--- Description of the task ---
Repeat exactly the lines from the first line of the records through the line containing "chat completion. Response", and nothing more.

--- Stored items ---
Content starts
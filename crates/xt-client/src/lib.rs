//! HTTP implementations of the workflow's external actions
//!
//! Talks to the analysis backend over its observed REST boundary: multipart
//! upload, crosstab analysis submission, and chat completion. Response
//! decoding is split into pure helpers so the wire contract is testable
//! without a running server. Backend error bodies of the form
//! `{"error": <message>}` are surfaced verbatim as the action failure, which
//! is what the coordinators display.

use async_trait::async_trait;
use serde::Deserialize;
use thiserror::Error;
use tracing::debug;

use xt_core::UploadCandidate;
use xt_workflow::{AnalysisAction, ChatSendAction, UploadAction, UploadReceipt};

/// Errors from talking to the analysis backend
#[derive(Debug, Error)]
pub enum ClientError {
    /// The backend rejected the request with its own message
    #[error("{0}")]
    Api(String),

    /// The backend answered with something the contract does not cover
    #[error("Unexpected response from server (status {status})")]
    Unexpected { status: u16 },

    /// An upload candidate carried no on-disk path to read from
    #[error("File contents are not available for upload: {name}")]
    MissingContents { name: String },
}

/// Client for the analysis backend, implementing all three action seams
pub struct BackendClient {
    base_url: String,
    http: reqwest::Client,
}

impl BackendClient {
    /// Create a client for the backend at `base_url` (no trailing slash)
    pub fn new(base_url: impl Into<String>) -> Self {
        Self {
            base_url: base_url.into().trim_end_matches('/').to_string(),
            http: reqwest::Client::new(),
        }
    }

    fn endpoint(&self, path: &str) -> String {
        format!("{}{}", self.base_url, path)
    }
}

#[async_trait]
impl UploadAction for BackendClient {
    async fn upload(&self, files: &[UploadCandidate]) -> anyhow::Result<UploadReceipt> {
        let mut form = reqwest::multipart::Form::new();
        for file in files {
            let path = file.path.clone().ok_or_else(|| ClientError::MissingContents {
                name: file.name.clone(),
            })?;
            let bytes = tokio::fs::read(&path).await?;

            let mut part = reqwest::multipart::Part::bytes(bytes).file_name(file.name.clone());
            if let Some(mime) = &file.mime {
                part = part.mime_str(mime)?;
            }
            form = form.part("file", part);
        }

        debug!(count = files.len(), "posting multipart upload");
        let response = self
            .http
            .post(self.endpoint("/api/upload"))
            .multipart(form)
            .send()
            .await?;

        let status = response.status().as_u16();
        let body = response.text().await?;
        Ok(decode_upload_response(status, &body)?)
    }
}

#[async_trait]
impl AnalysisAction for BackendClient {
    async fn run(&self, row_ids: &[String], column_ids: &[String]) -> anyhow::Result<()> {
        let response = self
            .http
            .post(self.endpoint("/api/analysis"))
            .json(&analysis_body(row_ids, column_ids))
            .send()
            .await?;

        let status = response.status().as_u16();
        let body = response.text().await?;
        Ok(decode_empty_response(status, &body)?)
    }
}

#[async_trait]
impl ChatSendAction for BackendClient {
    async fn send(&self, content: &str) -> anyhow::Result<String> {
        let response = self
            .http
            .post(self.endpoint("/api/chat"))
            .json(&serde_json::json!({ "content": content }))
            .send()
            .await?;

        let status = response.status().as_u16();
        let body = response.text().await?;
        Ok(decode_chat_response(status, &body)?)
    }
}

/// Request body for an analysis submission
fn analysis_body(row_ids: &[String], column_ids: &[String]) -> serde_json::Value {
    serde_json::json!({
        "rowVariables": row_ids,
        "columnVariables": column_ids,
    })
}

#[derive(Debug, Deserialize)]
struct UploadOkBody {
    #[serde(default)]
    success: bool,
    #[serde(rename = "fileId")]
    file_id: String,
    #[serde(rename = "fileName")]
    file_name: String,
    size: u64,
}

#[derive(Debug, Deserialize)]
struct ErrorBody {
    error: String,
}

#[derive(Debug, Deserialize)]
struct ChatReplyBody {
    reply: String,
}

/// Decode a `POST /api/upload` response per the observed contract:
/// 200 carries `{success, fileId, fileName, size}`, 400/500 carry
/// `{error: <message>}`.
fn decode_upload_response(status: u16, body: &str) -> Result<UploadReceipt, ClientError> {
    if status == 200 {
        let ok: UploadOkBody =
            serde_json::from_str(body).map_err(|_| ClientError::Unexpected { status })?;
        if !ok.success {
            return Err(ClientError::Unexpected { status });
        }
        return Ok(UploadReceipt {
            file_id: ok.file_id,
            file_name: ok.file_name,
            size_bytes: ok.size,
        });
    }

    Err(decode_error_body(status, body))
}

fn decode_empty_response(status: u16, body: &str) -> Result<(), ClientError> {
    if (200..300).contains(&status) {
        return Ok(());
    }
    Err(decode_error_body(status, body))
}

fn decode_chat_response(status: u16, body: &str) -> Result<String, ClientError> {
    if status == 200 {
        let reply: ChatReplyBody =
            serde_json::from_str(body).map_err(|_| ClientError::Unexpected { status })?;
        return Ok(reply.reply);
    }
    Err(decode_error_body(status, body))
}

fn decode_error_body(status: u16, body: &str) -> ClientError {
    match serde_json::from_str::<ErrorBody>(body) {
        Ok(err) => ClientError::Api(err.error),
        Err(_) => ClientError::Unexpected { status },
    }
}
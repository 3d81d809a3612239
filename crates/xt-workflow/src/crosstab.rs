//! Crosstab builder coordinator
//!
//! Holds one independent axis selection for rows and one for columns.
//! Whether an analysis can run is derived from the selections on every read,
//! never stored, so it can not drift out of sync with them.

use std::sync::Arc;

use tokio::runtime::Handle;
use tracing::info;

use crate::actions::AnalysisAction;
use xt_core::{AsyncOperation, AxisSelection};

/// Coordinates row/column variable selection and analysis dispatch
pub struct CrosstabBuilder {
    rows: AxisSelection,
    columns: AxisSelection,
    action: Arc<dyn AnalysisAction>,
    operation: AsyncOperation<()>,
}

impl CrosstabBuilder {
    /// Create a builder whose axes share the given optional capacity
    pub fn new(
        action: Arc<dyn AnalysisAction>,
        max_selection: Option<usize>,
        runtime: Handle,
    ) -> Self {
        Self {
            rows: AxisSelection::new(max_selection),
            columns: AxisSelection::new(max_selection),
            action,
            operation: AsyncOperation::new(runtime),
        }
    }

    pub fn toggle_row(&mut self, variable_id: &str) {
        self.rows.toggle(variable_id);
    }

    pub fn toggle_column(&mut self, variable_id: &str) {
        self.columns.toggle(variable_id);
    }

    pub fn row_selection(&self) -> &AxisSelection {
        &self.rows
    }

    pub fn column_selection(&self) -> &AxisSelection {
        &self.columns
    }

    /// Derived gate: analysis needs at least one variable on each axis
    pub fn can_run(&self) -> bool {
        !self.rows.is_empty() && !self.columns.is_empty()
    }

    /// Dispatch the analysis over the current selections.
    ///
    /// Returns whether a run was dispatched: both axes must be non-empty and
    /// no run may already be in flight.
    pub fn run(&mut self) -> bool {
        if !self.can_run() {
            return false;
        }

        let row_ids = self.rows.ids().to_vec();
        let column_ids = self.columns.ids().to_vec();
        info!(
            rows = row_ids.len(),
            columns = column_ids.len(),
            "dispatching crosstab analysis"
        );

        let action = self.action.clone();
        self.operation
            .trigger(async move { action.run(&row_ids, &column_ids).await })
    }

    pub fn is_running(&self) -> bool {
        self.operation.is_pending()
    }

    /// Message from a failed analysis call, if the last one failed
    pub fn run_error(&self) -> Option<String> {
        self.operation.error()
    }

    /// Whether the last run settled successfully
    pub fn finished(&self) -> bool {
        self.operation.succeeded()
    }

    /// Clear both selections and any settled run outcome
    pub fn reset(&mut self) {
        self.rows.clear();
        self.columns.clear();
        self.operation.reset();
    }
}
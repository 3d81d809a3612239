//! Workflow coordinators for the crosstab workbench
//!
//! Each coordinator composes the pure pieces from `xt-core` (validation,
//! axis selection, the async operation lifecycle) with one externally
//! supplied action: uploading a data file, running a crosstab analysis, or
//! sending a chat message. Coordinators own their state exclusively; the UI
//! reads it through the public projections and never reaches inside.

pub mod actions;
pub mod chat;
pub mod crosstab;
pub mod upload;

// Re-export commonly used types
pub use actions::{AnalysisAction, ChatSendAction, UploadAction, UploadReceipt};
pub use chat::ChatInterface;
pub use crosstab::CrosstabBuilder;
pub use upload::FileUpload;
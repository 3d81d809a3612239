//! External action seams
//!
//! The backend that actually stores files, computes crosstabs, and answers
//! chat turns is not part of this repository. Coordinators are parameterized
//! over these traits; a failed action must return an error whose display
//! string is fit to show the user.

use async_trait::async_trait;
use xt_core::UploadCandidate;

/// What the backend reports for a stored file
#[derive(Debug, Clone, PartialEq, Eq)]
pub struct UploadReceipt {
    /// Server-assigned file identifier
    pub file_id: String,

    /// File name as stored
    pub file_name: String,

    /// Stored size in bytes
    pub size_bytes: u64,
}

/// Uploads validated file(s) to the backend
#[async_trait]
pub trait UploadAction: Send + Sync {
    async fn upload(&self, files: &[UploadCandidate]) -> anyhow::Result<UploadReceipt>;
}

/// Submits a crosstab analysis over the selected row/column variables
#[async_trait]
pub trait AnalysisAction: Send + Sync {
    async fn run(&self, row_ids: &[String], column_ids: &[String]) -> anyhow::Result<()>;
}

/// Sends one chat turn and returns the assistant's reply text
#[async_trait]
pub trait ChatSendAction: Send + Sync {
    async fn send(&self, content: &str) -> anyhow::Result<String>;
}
Content ends
--- Your solution ---
filename crates/xt-client/src/lib.rs
//! HTTP implementations of the workflow's external actions
//!
//! Talks to the analysis backend over its observed REST boundary: multipart
//! upload, crosstab analysis submission, and chat completion. Response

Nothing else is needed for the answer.